Wednesday, May 11, 2022

2022.05.11 Hopewell @Home ▫ 1 Kings 13:11–32

Read 1 Kings 13:11–32

Questions from the Scripture text: Who dwelt where (1 Kings 13:11)? What two things do his sons come tell him? What does he ask them (1 Kings 13:12)? What had they seen? What does he tell them to do (1 Kings 13:13)? What do they do? What does he do? Where does he go (1 Kings 13:14)? Whom does he find where (verse 14)? What does he ask him? With what answer? What does the old prophet say (despite knowing what the man of God had said, 1 Kings 13:15)? What does the man of God answer (1 Kings 13:16)? Why (1 Kings 13:17)? What does the old prophet say about himself (1 Kings 13:18)? What does he say has happened to him (cf. Galatians 1:8)? What had the old prophet done (end of 1 Kings 13:18)? What did the man of God do (1 Kings 13:19)? What now came to the old prophet (1 Kings 13:20)? Of what did he accuse the man of God (1 Kings 13:21-22)? With what consequence? Now what did the old prophet do for the man of God (1 Kings 13:23)? What met the man of God on the road (1 Kings 13:24)? What did it do to him? What didn’t it kill? What did it do with the corpse? Who passed by and saw this (1 Kings 13:25)? What did they do where? Who heard it (1 Kings 13:26) What did he say? What does he tell his sons to do (1 Kings 13:27)? Where does he go (1 Kings 13:28)? What still hasn’t done what? What does the prophet do to the corpse (1 Kings 13:29)? Whose body is it still? Where does he bring it? To do what two things? Where does he lay the corpse (1 Kings 13:30)? How does he mourn him? After burying him, what does he ask his sons to do (1 Kings 13:31)? What does he confirm in 1 Kings 13:32?  

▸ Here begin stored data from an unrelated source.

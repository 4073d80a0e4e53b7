//! Transport failure classification.
//!
//! The data-access layer hands over HTTP-client style failures:
//! `{ response?: {status, data?: {message}}, request?, code?, message }`.
//! Rather than probing optional fields at every call site, the raw shape is
//! classified once into [`TransportFailure`] and the error code, status and
//! message all derive from that variant.
//!
//! # Precedence
//!
//! 1. A response with a status: [`TransportFailure::HasResponse`]
//! 2. A request that got no response: [`TransportFailure::RequestNoResponse`]
//! 3. An abort/timeout code (`ECONNABORTED`, `ETIMEDOUT`): [`TransportFailure::TimeoutLike`]
//! 4. Anything else: [`TransportFailure::Opaque`]
//!
//! # Example
//!
//! ```rust
//! use quotefast_errors::{ErrorCode, RawTransportError, TransportFailure};
//!
//! let raw: RawTransportError =
//!     serde_json::from_str(r#"{"response":{"status":404},"message":"Not Found"}"#).unwrap();
//! let failure = TransportFailure::classify(&raw);
//!
//! assert_eq!(failure.error_code(), ErrorCode::CustomerNotFound);
//! assert_eq!(failure.status_code(), 404);
//! ```

use crate::ErrorCode;
use serde::{Deserialize, Serialize};
use serde_json::Value;
use std::io;

/// Fallback message when nothing better is available.
pub const GENERIC_API_MESSAGE: &str = "An API error occurred";

/// Message for requests that never got a response.
pub const NETWORK_MESSAGE: &str = "Network error - please check your connection";

/// Message for aborted or timed-out requests.
pub const TIMEOUT_MESSAGE: &str = "Request timeout - please try again";

/// Client codes that mean the request was aborted or timed out.
const TIMEOUT_CODES: [&str; 2] = ["ECONNABORTED", "ETIMEDOUT"];

// ============================================================================
// Raw Shape
// ============================================================================

/// Body of an error response, as far as classification cares.
#[derive(Debug, Clone, Default, PartialEq, Serialize, Deserialize)]
pub struct ResponseBody {
    /// Server-provided message.
    #[serde(default)]
    pub message: Option<String>,
}

/// Response half of a raw transport failure.
#[derive(Debug, Clone, Default, PartialEq, Serialize, Deserialize)]
pub struct RawResponse {
    /// HTTP status.
    pub status: u16,
    /// Parsed body, if any.
    #[serde(default)]
    pub data: Option<ResponseBody>,
}

/// Transport failure as produced by the data-access layer.
///
/// Every field is optional; `RawTransportError::default()` stands in for
/// null or malformed inputs and classifies as opaque.
#[derive(Debug, Clone, Default, PartialEq, Serialize, Deserialize)]
pub struct RawTransportError {
    /// Present when the server answered.
    #[serde(default)]
    pub response: Option<RawResponse>,
    /// Present when a request was sent.
    #[serde(default)]
    pub request: Option<Value>,
    /// Client error code such as `ECONNABORTED`.
    #[serde(default)]
    pub code: Option<String>,
    /// Client error message.
    #[serde(default)]
    pub message: Option<String>,
}

impl RawTransportError {
    /// Failure with a server response.
    pub fn with_response(status: u16, body_message: Option<&str>) -> Self {
        Self {
            response: Some(RawResponse {
                status,
                data: body_message.map(|m| ResponseBody {
                    message: Some(m.to_owned()),
                }),
            }),
            ..Default::default()
        }
    }

    /// Failure where the request went out but nothing came back.
    pub fn no_response(message: impl Into<String>) -> Self {
        Self {
            request: Some(Value::Object(Default::default())),
            message: Some(message.into()),
            ..Default::default()
        }
    }

    /// Set the client message.
    pub fn message(mut self, message: impl Into<String>) -> Self {
        self.message = Some(message.into());
        self
    }

    /// Set the client error code.
    pub fn code(mut self, code: impl Into<String>) -> Self {
        self.code = Some(code.into());
        self
    }

    /// Describe a socket-level I/O failure in the same shape.
    ///
    /// Timeouts carry `ETIMEDOUT`; connection failures count as "request
    /// sent, no response"; everything else stays opaque. The I/O message is
    /// always kept.
    pub fn from_io(error: &io::Error) -> Self {
        let raw = Self {
            code: Some(io_error_code(error.kind()).to_owned()),
            message: Some(error.to_string()),
            ..Default::default()
        };
        match error.kind() {
            io::ErrorKind::ConnectionRefused
            | io::ErrorKind::ConnectionReset
            | io::ErrorKind::ConnectionAborted
            | io::ErrorKind::NotConnected
            | io::ErrorKind::BrokenPipe
            | io::ErrorKind::HostUnreachable
            | io::ErrorKind::NetworkUnreachable
            | io::ErrorKind::UnexpectedEof => Self {
                request: Some(Value::Object(Default::default())),
                ..raw
            },
            _ => raw,
        }
    }
}

impl From<&io::Error> for RawTransportError {
    fn from(error: &io::Error) -> Self {
        Self::from_io(error)
    }
}

#[inline]
const fn io_error_code(kind: io::ErrorKind) -> &'static str {
    match kind {
        io::ErrorKind::TimedOut => "ETIMEDOUT",
        io::ErrorKind::ConnectionRefused => "ECONNREFUSED",
        io::ErrorKind::ConnectionReset => "ECONNRESET",
        io::ErrorKind::ConnectionAborted => "ECONNABORTED_BY_PEER",
        io::ErrorKind::NotConnected => "ENOTCONN",
        io::ErrorKind::BrokenPipe => "EPIPE",
        io::ErrorKind::HostUnreachable => "EHOSTUNREACH",
        io::ErrorKind::NetworkUnreachable => "ENETUNREACH",
        io::ErrorKind::UnexpectedEof => "EOF",
        _ => "EIO",
    }
}

// ============================================================================
// Classification
// ============================================================================

/// Classified transport failure.
#[derive(Debug, Clone, Copy, PartialEq, Eq)]
pub enum TransportFailure<'a> {
    /// The server answered with `status`.
    HasResponse {
        /// HTTP status of the response.
        status: u16,
        /// Body message, else client message.
        message: Option<&'a str>,
    },
    /// The request went out, nothing came back.
    RequestNoResponse,
    /// The client aborted or timed out.
    TimeoutLike,
    /// Nothing recognizable.
    Opaque,
}

impl<'a> TransportFailure<'a> {
    /// Classify a raw failure. Total: every input yields a variant.
    pub fn classify(raw: &'a RawTransportError) -> Self {
        if let Some(response) = &raw.response {
            let body_message = response
                .data
                .as_ref()
                .and_then(|body| body.message.as_deref())
                .filter(|m| !m.is_empty());
            let client_message = raw.message.as_deref().filter(|m| !m.is_empty());
            return Self::HasResponse {
                status: response.status,
                message: body_message.or(client_message),
            };
        }

        if raw.request.is_some() {
            return Self::RequestNoResponse;
        }

        match raw.code.as_deref() {
            Some(code) if TIMEOUT_CODES.contains(&code) => Self::TimeoutLike,
            _ => Self::Opaque,
        }
    }

    /// Registry code for this failure.
    pub const fn error_code(&self) -> ErrorCode {
        match self {
            Self::HasResponse { status, .. } => status_error_code(*status),
            Self::RequestNoResponse => ErrorCode::ApiNetworkError,
            Self::TimeoutLike => ErrorCode::ApiTimeout,
            Self::Opaque => ErrorCode::ApiServerError,
        }
    }

    /// HTTP-style status: the response status, else 500.
    pub const fn status_code(&self) -> u16 {
        match self {
            Self::HasResponse { status, .. } => *status,
            _ => 500,
        }
    }

    /// Message for the resulting error.
    pub fn message(&self) -> &'a str {
        match self {
            Self::HasResponse { message, .. } => message.unwrap_or(GENERIC_API_MESSAGE),
            Self::RequestNoResponse => NETWORK_MESSAGE,
            Self::TimeoutLike => TIMEOUT_MESSAGE,
            Self::Opaque => GENERIC_API_MESSAGE,
        }
    }
}

/// Map a response status to a registry code.
///
/// Statuses outside the table keep the server-error default.
pub const fn status_error_code(status: u16) -> ErrorCode {
    match status {
        400 => ErrorCode::ApiValidationError,
        401 => ErrorCode::AuthRequired,
        403 => ErrorCode::AuthInsufficientPermissions,
        404 => ErrorCode::CustomerNotFound,
        429 => ErrorCode::ApiRateLimited,
        _ => ErrorCode::ApiServerError,
    }
}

God’s Word is always true and powerful. The man of God from Judah found that out the hard way in our passage. Maybe the true prophet’s false prophecy of 1 Kings 13:18 sounded plausible because he had gone a different way (1 Kings 13:10), and he still tracked him down (the man of God doesn’t seem to have had access to the info in 1 Kings 13:12b). Many genuine believers, even today, are sucked into false teaching by apparent “signs” and claims of revelatory religious experience (cf. 1 Kings 13:18a). 

But there’s an easy way to determine what to do. Go by what God has already said (1 Kings 13:17), which in our case must be the completed Scriptures by Christ the great Prophet (cf. Hebrews 1:1–2), both through His former prophets (Hebrews 1:1, 1 Peter 1:10–11) and through the apostles to whom the Holy Spirit gave what remained for Him to say at the end of His earthly life (Hebrews 1:2, John 16:12–13). When God has spoken clearly, even if an angel were to seem to say differently (1 Kings 13:18, cf. Galatians 1:8, 2 Corinthians 11:14), we must not stray from His Word. 1 Kings 13:21 makes it clear: the Lord considers such straying disobedience to the Word of Yahweh and failing to keep the commandment of Yahweh.

God’s Word to the man of God held true. He didn’t see that the old prophet was lying, and he ended up killed by a lion. Strange sort of lion. It’s not hungry, or it would eat the man. It’s not angry, or it would kill the donkey. The powerful lion is subject to the infinite power of God’s Word.

God’s Word to the prophet held true as well. The man of God’s corpse did not come back to the tomb of his fathers (1 Kings 13:22).

And God’s Word against the altar in Bethel would prove true too (1 Kings 13:32).

God’s Word proves true. And everyone is under its power, even kings and prophets.

The man of God was a good man, by all accounts. He stood up to Jeroboam. He was admired by the old prophet (cf. 1 Kings 13:30). He was later respected by Josiah himself (cf. 2 Kings 23:17–18). He knew the truth and power of the Word of God. He was adamant at first to obey it, and had begun to do so.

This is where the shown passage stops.